A person at a large Chinese firm said that, during ongoing projects, their lawyers would often be present, on site, or nearby, and that travelling lawyers was generally common, but that the need for permanent bases was not yet necessary.
“For local law, you use local firms, that’s not anything unusual. But most of what we do comes from Chinese law. For local, we work alongside local firms. There is much more a project by project focus.”
Another barrier to entry is that “almost all of the law societies in African jurisdictions require that lawyers qualify to practice in their country before they can set up shop there,” says Dayo Okusami, partner at Templars in Nigeria.
“Even the African offices of international firms are staffed and run by locally qualified lawyers.”
Then there is the business case to consider, he said. A Chinese firm setting up office in Africa would be mainly aiming for Chinese clients in African jurisdictions that are small compared with those in the far bigger domestic market in China.
“A medium Chinese law firm is bigger than the biggest Nigerian law firm,” Okusami added.
And, as Amadou Barry, avocat at Saitis Partners in Guinea, pointed out, China started investing in Africa more recently than European and other Western investors – in 2000/2001.
Now, the majority of those investing in Africa are Chinese. “But it’s early days for them to look at opening offices,” he said.
However, Chinese law firms are establishing direct partnerships with African law firms in key countries, or becoming part of global law firms with outposts in Africa, says Abdulkareem.
Abdulkareem uses the example of Jingsh, a major Chinese law firm, and Kenyan law firm of Ababu & Co, which together in 2020 established a separate firm—Jingsh-Ababu Advocate—on the continent.
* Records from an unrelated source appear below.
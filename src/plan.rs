//! End-to-end planning: job input to a validated, costed layout.

use crate::engine::PackingEngine;
use crate::error::Result;
use crate::model::{Candidate, Job, Material};
use crate::selection::{CandidateSelector, SelectionResult};
use crate::transform::{build_candidates, expand_quantities};
use crate::validation::{validate_result, ValidationResult};
use serde::Serialize;
use tracing::{debug, info, warn};

/// A finished cutting plan.
#[derive(Debug, Clone, Serialize)]
pub struct Plan {
    /// Material the candidates were priced with.
    pub material: Option<Material>,
    pub kerf: f64,
    /// Number of physical parts after quantity expansion.
    pub part_count: usize,
    /// Every stock candidate offered to the selector, net of trim.
    pub candidates: Vec<Candidate>,
    pub selection: SelectionResult,
    pub validation: ValidationResult,
}

/// Plan a job: expand parts, price candidates, select stock and validate the layout.
pub fn plan_job(job: &Job) -> Result<Plan> {
    let parts = expand_quantities(&job.parts, job.config.naming)?;
    if parts.is_empty() {
        warn!("No parts to pack");
    }
    debug!("Expanded {} part row(s) into {} part(s)", job.parts.len(), parts.len());

    let material = job.selected_material()?.cloned();
    let candidates = build_candidates(&job.stock, material.as_ref(), job.config.trim_margin)?;
    for candidate in &candidates {
        debug!(
            "Candidate {}: {} x {} mm at {}",
            candidate.label, candidate.sheet_width, candidate.sheet_height, candidate.unit_price
        );
    }

    let selector = CandidateSelector::new(PackingEngine::from_config(&job.config));
    let selection = selector.select(&parts, &candidates, &job.config.mode)?;
    info!(
        "Selected {}: {} sheet(s), total cost {}",
        selection.label, selection.sheet_count, selection.total_cost
    );

    let validation = validate_result(&selection.layout, parts.len());
    for warning in &validation.warnings {
        warn!("{}", warning);
    }
    for error in &validation.errors {
        warn!("{}", error);
    }

    Ok(Plan {
        material,
        kerf: job.config.kerf,
        part_count: parts.len(),
        candidates,
        selection,
        validation,
    })
}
An example of the latter is the 2015 merger between Dacheng – then the largest law firm in China – and Dentons, which has offices in key African markets, including South Africa, Nigeria and Kenya, Abdulkareem added.
It’s much easier for Chinese firms to build a relationship with an African law firm or get advice they need on a random basis than to have their own offices, said Okusami.
He said Dentons, which operates as Dacheng in China and even has Chinese characters in its logo, acquired or integrated with the largest Nigerian firm Acas Law, which is now called Dentons Acas.
He also cited other African firms that work with Chinese firms through referrals.
“Earlier this month I sent a pitch to a firm in London that has a China desk and who had asked for my Chinese credentials because they work with a number of Chinese companies that want to work in Nigeria,” he added.
Gitinywa said his firm’s experience with Chinese companies and Banks in Rwanda have mainly been related to large government infrastructure projects.
Whether or not we see a wave of Chinese law firms establishing bases on the continent, what is clear is that Chinese business in Africa is only ramping up.
“I don’t think Chinese investment in Africa will slow down,” said Gitinywa. “They are using Africa as a trampoline for their ambitions to be the next super power in the world. They need minerals from mining and they need land and they need oil. And Africa is providing a basket of all the commodities they need.”
Krishnan Nair contributed to this report.